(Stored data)
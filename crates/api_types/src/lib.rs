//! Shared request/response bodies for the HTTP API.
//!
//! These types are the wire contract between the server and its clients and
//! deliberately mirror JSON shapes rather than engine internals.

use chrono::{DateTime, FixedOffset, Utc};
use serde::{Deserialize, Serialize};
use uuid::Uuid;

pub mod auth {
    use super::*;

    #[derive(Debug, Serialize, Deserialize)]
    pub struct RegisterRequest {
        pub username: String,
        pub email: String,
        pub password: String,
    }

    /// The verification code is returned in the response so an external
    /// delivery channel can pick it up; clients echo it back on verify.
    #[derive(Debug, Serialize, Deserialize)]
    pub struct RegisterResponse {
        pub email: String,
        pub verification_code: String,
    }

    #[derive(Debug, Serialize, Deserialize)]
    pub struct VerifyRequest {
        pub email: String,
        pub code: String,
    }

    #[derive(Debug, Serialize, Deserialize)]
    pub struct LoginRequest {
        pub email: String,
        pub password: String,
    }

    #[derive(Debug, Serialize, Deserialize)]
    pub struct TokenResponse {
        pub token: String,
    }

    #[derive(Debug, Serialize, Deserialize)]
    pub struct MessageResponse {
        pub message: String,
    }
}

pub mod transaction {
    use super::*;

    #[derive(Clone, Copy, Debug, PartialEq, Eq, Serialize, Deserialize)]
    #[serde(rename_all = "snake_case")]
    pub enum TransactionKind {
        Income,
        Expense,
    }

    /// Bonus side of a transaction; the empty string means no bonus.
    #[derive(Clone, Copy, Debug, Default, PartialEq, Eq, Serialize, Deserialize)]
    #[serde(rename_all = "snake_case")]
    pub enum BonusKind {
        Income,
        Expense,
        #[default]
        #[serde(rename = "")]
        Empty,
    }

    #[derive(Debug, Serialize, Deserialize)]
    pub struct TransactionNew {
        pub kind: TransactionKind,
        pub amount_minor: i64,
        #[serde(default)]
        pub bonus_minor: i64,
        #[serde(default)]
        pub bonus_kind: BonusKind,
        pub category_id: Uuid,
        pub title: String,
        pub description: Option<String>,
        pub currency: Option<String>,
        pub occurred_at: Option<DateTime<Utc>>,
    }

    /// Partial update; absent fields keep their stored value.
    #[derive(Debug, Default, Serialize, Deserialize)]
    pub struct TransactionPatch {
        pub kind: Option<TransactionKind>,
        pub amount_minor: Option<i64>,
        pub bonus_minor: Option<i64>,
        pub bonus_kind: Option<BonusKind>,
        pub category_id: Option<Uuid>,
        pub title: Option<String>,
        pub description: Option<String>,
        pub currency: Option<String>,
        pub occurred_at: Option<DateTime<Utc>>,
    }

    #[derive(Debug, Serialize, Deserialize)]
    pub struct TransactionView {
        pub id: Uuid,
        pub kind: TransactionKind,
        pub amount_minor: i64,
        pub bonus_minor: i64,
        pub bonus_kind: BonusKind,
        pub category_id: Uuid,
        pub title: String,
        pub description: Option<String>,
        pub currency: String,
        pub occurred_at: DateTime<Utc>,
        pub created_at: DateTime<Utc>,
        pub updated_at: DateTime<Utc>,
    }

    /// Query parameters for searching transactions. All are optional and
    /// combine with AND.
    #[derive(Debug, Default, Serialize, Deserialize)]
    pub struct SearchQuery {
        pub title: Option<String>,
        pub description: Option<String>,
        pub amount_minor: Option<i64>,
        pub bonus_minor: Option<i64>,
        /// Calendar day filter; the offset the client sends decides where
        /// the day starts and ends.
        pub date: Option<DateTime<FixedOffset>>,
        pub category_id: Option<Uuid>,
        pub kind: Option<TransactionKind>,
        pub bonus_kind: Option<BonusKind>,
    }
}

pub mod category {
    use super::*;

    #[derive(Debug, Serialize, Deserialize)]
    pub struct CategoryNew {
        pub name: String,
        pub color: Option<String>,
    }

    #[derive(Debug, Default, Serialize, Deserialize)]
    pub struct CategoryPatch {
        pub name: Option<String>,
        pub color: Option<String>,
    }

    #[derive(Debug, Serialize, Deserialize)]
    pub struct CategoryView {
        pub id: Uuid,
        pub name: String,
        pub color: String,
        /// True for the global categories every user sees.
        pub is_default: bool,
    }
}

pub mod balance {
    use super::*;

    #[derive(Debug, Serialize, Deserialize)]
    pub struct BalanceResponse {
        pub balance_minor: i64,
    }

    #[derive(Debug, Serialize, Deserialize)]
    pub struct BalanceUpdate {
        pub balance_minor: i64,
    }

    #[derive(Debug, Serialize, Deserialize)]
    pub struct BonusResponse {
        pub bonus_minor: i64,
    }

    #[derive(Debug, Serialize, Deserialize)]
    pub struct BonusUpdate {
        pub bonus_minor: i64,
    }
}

--

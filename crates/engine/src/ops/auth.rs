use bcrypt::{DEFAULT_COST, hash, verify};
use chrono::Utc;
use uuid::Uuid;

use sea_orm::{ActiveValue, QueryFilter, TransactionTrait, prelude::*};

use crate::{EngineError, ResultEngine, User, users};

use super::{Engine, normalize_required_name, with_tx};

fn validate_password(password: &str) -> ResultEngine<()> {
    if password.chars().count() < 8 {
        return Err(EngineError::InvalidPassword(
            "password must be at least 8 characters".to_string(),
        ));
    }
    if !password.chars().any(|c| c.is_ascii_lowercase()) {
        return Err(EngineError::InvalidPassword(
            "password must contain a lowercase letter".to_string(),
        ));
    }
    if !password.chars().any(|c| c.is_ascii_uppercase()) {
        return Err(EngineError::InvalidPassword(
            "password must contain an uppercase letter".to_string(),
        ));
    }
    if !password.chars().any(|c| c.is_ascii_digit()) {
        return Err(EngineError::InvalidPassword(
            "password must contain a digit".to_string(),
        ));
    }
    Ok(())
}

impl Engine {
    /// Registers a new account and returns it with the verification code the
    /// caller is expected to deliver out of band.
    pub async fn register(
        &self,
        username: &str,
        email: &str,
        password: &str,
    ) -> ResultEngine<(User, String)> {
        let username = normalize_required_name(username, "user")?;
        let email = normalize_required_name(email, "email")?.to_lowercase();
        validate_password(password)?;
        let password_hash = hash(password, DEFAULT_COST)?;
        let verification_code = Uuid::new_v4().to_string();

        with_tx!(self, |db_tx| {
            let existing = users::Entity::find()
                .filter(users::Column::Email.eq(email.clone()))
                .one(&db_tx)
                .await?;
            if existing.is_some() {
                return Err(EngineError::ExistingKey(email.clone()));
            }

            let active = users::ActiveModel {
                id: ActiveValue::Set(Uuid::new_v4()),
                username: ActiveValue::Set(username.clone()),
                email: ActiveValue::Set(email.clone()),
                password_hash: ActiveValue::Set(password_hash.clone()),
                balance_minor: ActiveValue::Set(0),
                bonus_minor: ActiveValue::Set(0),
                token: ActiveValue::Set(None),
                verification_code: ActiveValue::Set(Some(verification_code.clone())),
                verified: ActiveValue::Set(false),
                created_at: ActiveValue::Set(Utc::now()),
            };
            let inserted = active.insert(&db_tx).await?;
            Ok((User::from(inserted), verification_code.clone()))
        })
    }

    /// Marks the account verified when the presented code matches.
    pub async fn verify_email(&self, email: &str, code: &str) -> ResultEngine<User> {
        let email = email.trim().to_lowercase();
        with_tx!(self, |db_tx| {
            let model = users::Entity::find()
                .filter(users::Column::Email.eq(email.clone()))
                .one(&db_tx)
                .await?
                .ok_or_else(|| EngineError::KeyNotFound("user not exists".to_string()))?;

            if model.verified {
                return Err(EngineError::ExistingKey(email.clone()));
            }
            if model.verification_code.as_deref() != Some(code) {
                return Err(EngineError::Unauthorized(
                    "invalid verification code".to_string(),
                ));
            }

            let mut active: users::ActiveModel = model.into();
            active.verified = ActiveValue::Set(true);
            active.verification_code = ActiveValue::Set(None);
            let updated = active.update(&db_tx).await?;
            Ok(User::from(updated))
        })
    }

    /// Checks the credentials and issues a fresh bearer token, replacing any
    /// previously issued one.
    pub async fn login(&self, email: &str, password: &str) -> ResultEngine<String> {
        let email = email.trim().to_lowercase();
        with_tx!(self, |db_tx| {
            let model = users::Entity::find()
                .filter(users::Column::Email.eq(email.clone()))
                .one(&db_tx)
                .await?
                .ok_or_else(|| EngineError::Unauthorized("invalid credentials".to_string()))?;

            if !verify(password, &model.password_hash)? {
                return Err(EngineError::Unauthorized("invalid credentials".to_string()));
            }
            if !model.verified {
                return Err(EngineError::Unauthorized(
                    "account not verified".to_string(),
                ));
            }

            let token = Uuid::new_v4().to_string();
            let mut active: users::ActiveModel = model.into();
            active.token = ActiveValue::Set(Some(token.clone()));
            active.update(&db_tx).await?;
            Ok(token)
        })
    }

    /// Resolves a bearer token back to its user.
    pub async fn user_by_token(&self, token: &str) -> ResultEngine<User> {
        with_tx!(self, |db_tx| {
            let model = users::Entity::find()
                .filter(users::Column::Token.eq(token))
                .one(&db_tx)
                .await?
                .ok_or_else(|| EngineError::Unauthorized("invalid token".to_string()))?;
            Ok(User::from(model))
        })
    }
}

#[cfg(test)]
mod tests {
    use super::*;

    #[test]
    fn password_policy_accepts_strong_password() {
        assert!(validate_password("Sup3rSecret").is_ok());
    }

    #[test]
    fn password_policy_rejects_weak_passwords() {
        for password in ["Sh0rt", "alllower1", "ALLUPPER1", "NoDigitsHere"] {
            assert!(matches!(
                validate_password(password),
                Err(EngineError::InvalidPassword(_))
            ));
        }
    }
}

---

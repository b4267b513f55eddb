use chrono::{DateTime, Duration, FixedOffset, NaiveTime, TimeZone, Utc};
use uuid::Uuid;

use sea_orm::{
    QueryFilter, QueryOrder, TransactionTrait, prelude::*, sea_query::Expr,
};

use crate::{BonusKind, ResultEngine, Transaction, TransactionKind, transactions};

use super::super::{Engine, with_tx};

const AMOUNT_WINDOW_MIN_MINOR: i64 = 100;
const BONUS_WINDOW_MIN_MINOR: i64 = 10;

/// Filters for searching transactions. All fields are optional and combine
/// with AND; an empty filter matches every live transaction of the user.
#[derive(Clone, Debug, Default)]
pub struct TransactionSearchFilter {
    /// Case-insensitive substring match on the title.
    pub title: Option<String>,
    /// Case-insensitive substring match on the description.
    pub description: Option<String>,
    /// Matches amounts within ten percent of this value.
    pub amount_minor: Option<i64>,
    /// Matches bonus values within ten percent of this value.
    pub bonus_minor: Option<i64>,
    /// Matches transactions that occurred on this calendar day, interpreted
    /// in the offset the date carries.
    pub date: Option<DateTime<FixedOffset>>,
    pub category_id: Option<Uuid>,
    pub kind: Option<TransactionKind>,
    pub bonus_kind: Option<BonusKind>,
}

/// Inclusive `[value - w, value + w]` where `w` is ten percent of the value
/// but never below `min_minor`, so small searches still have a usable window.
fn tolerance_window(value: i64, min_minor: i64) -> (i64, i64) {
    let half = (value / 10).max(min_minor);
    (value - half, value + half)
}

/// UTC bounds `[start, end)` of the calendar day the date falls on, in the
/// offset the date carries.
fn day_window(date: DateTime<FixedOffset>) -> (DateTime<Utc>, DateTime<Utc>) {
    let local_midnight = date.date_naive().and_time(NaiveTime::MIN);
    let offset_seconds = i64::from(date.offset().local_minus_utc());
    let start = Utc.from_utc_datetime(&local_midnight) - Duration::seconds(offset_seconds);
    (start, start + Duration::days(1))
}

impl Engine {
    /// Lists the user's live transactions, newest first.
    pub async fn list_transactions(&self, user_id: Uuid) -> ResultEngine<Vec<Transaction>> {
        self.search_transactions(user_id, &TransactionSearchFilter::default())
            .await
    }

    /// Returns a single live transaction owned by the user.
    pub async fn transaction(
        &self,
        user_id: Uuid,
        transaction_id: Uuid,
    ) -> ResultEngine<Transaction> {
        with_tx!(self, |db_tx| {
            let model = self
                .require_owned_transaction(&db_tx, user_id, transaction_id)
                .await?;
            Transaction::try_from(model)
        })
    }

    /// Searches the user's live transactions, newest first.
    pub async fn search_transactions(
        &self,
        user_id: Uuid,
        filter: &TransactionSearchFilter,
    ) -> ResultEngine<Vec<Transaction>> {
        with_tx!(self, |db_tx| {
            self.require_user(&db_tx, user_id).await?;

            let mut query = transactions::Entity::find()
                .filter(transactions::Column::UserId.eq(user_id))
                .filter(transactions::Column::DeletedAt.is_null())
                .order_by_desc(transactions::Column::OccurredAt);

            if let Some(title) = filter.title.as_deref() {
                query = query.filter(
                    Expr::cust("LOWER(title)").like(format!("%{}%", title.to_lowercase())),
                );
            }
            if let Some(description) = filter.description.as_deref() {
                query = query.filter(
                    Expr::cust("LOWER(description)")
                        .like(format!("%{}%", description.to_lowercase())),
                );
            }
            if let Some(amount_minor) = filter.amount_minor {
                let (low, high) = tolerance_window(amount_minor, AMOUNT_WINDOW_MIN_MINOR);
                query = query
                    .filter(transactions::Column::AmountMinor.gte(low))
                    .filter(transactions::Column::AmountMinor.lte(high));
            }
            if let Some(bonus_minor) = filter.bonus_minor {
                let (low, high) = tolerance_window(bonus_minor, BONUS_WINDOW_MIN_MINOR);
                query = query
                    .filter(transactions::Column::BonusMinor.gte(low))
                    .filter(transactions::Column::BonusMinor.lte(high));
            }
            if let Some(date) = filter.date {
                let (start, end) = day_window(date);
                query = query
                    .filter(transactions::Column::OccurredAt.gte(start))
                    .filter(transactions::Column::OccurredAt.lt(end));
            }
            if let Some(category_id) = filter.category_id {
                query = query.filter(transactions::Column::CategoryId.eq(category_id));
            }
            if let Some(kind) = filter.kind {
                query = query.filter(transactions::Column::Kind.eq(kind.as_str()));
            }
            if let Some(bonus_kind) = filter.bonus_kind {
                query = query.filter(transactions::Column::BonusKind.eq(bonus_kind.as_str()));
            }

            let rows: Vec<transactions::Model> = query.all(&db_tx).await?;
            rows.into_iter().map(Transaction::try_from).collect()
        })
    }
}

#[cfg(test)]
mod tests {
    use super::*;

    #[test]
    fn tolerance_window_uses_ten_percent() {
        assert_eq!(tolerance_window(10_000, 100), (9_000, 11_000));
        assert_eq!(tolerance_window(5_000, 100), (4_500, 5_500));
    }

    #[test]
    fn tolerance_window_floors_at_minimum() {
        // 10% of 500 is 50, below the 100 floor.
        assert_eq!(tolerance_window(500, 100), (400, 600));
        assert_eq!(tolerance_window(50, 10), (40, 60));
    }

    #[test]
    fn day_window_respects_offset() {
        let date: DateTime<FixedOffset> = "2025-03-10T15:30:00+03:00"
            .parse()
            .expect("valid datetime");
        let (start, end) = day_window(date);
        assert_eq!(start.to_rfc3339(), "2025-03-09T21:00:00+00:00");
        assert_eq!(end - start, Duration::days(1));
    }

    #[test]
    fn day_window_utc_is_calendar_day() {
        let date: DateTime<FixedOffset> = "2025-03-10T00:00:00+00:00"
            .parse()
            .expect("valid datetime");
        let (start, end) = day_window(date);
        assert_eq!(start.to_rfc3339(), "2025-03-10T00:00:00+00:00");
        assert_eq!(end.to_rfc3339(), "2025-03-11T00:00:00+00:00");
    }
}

* Exercise *
For the word "account", count the lines of the records above that hold it and state only that count.

* Result for this task *
3